John was already prominent as an interior designer, but he had modesty about him. I learned only recently that he’d started out in life getting a graduate degree in business. I wasn’t surprised because aside from his talent, he was a serious businessman with a sunny quality about him. He was easy to laugh with; his impeccable manners a matter of fact.

John and Kelly when we first interviewed John in 2011.

He and Kelly were active hosts and they gave wonderful dinner parties in their penthouse like apartment (on the 18th floor with sweeping city views east, west, south and north). They also had houses out East where there were dinner parties with lots of friends and weekend guests. It was a good life.
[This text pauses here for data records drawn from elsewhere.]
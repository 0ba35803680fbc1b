//! Types for the enrichment module.

use chrono::{DateTime, Utc};
use serde::{Deserialize, Serialize};

use crate::detect::{Severity, ViolationEvent};

/// Opaque references to stored snapshot images.
#[derive(Debug, Clone, Serialize, Deserialize)]
pub struct SnapshotRefs {
    /// Reference to the original frame image.
    pub original: String,
    /// Reference to the annotated image, when the store produces one.
    #[serde(skip_serializing_if = "Option::is_none")]
    pub annotated: Option<String>,
}

/// Structured narrative produced for a violation.
#[derive(Debug, Clone, Serialize, Deserialize)]
pub struct NarrativeReport {
    pub title: String,
    pub body: String,
    #[serde(default, skip_serializing_if = "Vec::is_empty")]
    pub recommendations: Vec<String>,
}

/// Lifecycle status of a persisted report.
#[derive(Debug, Clone, Copy, PartialEq, Eq, Serialize, Deserialize)]
#[serde(rename_all = "snake_case")]
pub enum ReportStatus {
    Pending,
    Generating,
    Completed,
    Failed,
}

impl ReportStatus {
    pub fn as_str(&self) -> &'static str {
        match self {
            ReportStatus::Pending => "pending",
            ReportStatus::Generating => "generating",
            ReportStatus::Completed => "completed",
            ReportStatus::Failed => "failed",
        }
    }

    pub fn parse(s: &str) -> Option<Self> {
        match s {
            "pending" => Some(ReportStatus::Pending),
            "generating" => Some(ReportStatus::Generating),
            "completed" => Some(ReportStatus::Completed),
            "failed" => Some(ReportStatus::Failed),
            _ => None,
        }
    }
}

/// A violation report as persisted, enriched incrementally as the job moves
/// through the pipeline.
#[derive(Debug, Clone, Serialize, Deserialize)]
pub struct ViolationReport {
    pub report_id: String,
    pub device_id: String,
    pub created_at: DateTime<Utc>,
    pub severity: Severity,
    pub summary: String,
    pub status: ReportStatus,
    /// The raw event as admitted.
    pub event: ViolationEvent,
    /// Scene caption, present after enrichment.
    #[serde(skip_serializing_if = "Option::is_none")]
    pub caption: Option<String>,
    /// Generated narrative, present after enrichment.
    #[serde(skip_serializing_if = "Option::is_none")]
    pub narrative: Option<NarrativeReport>,
    /// Stored snapshot references, present after enrichment.
    #[serde(skip_serializing_if = "Option::is_none")]
    pub snapshot: Option<SnapshotRefs>,
    /// Processing attempts consumed.
    pub attempts: u32,
    /// Failure cause for `Failed` reports.
    #[serde(skip_serializing_if = "Option::is_none")]
    pub error: Option<String>,
}

impl ViolationReport {
    /// A freshly admitted report, before any enrichment.
    pub fn pending(report_id: String, event: ViolationEvent) -> Self {
        Self {
            report_id,
            device_id: event.device_id.clone(),
            created_at: event.timestamp,
            severity: event.severity,
            summary: event.summary.clone(),
            status: ReportStatus::Pending,
            event,
            caption: None,
            narrative: None,
            snapshot: None,
            attempts: 0,
            error: None,
        }
    }
}

/// Filter for report listing.
#[derive(Debug, Clone, Default)]
pub struct ReportFilter {
    pub device_id: Option<String>,
    pub status: Option<ReportStatus>,
    pub limit: Option<usize>,
}

impl ReportFilter {
    pub fn new() -> Self {
        Self::default()
    }

    pub fn with_device(mut self, device_id: &str) -> Self {
        self.device_id = Some(device_id.to_string());
        self
    }

    pub fn with_status(mut self, status: ReportStatus) -> Self {
        self.status = Some(status);
        self
    }

    pub fn with_limit(mut self, limit: usize) -> Self {
        self.limit = Some(limit);
        self
    }
}

#[cfg(test)]
mod tests {
    use super::*;

    fn event() -> ViolationEvent {
        ViolationEvent {
            device_id: "cam1".to_string(),
            timestamp: Utc::now(),
            detections: vec![],
            person_count: 1,
            violation_count: 1,
            severity: Severity::High,
            summary: "test".to_string(),
        }
    }

    #[test]
    fn test_status_roundtrip() {
        for status in [
            ReportStatus::Pending,
            ReportStatus::Generating,
            ReportStatus::Completed,
            ReportStatus::Failed,
        ] {
            assert_eq!(ReportStatus::parse(status.as_str()), Some(status));
        }
        assert_eq!(ReportStatus::parse("bogus"), None);
    }

    #[test]
    fn test_pending_report_from_event() {
        let report = ViolationReport::pending("r-1".to_string(), event());
        assert_eq!(report.report_id, "r-1");
        assert_eq!(report.device_id, "cam1");
        assert_eq!(report.status, ReportStatus::Pending);
        assert!(report.caption.is_none());
        assert_eq!(report.attempts, 0);
    }

    #[test]
    fn test_report_serialization_skips_empty() {
        let report = ViolationReport::pending("r-1".to_string(), event());
        let json = serde_json::to_string(&report).unwrap();
        assert!(!json.contains("\"caption\""));
        assert!(json.contains("\"status\":\"pending\""));
    }
}
//! Offline fallback collaborators.
//!
//! Used when no caption or narrative endpoint is configured: reports are
//! still produced end to end, with text composed from the detection data
//! instead of an external model.

use async_trait::async_trait;

use crate::detect::ViolationEvent;

use super::traits::{CaptionService, EnrichError, NarrativeService};
use super::types::NarrativeReport;

/// Caption service that labels the snapshot without describing the scene.
pub struct TemplateCaptionService;

#[async_trait]
impl CaptionService for TemplateCaptionService {
    async fn describe(&self, image_ref: &str) -> Result<String, EnrichError> {
        Ok(format!("Captured frame ({})", image_ref))
    }
}

/// Narrative service composing a fixed-form report from the event data.
pub struct TemplateNarrativeService;

#[async_trait]
impl NarrativeService for TemplateNarrativeService {
    async fn compose(
        &self,
        caption: &str,
        event: &ViolationEvent,
    ) -> Result<NarrativeReport, EnrichError> {
        let labels: Vec<&str> = event
            .detections
            .iter()
            .map(|d| d.label.as_str())
            .collect();
        let body = if labels.is_empty() {
            format!(
                "{} On device {}, {} of {} detected people were missing \
                 required protective equipment.",
                caption, event.device_id, event.violation_count, event.person_count
            )
        } else {
            format!(
                "{} On device {}, {} of {} detected people were missing \
                 required protective equipment (detections: {}).",
                caption,
                event.device_id,
                event.violation_count,
                event.person_count,
                labels.join(", ")
            )
        };
        Ok(NarrativeReport {
            title: format!(
                "{} PPE violation on {}",
                capitalize(event.severity.as_str()),
                event.device_id
            ),
            body,
            recommendations: vec![
                "Verify required protective equipment at the affected station".to_string(),
                "Review the attached snapshot before escalating".to_string(),
            ],
        })
    }
}

fn capitalize(s: &str) -> String {
    let mut chars = s.chars();
    match chars.next() {
        Some(first) => first.to_uppercase().collect::<String>() + chars.as_str(),
        None => String::new(),
    }
}
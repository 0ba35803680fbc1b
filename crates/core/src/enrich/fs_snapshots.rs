//! Filesystem snapshot store.

use async_trait::async_trait;
use std::path::PathBuf;
use tracing::debug;
use uuid::Uuid;

use crate::detect::{Detection, Frame};

use super::traits::{EnrichError, SnapshotStore};
use super::types::SnapshotRefs;

/// Writes frame images under a base directory, one subdirectory per device.
/// The returned references are filesystem paths.
pub struct FsSnapshotStore {
    base_dir: PathBuf,
}

impl FsSnapshotStore {
    pub fn new(base_dir: PathBuf) -> Self {
        Self { base_dir }
    }
}

#[async_trait]
impl SnapshotStore for FsSnapshotStore {
    async fn store(
        &self,
        frame: &Frame,
        _detections: &[Detection],
    ) -> Result<SnapshotRefs, EnrichError> {
        let dir = self.base_dir.join(&frame.device_id);
        tokio::fs::create_dir_all(&dir)
            .await
            .map_err(|e| EnrichError::Snapshot(format!("create dir failed: {}", e)))?;

        let filename = format!(
            "{}-{}.jpg",
            frame.captured_at.timestamp_millis(),
            Uuid::new_v4().simple()
        );
        let path = dir.join(filename);

        tokio::fs::write(&path, &frame.data)
            .await
            .map_err(|e| EnrichError::Snapshot(format!("write failed: {}", e)))?;

        debug!(path = %path.display(), "Snapshot stored");
        Ok(SnapshotRefs {
            original: path.to_string_lossy().to_string(),
            annotated: None,
        })
    }
}

#[cfg(test)]
mod tests {
    use super::*;
    use chrono::Utc;

    #[tokio::test]
    async fn test_store_writes_frame_bytes() {
        let temp = tempfile::tempdir().unwrap();
        let store = FsSnapshotStore::new(temp.path().to_path_buf());

        let frame = Frame {
            device_id: "cam1".to_string(),
            captured_at: Utc::now(),
            data: vec![1, 2, 3, 4],
            width: 2,
            height: 2,
        };

        let refs = store.store(&frame, &[]).await.unwrap();
        assert!(refs.annotated.is_none());
        let written = std::fs::read(&refs.original).unwrap();
        assert_eq!(written, vec![1, 2, 3, 4]);
        assert!(refs.original.contains("cam1"));
    }
}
He wasn’t a quiet man but he was clearly a man who followed his intentions. Clients for example expect perfection. So did John; that was his ace. His passing is a great loss to all who knew him, and a greater loss to his partner Kelly; they were a team in life, both people who like people.

John was an early interview when JH and Sian and Lesley launched our HOUSE section. There was a second one, below, which we ran in 2016. The meetings were always an interesting conversation between Sian and Lesley with John, while JH was busy with his photographic conversation with The Subject’s Interior.  — DPC


John Barman was one of the designers in our very first batch of HOUSE interviews and he had us reaching for the names of movies that we thought would best describe his style sensibility—James Bond! Austin Powers! This time, after his sophisticated renovation, we were thinking Bertolucci films. But in the end the look is very much his own. It’s colorful and swanky—something we haven’t seen for ages and we hadn’t realized how thirsty we were for a bit of true glamour. “What’s wrong with a little glamour?” he asked us. “It’s not like you get up in the morning and it’s a problem.”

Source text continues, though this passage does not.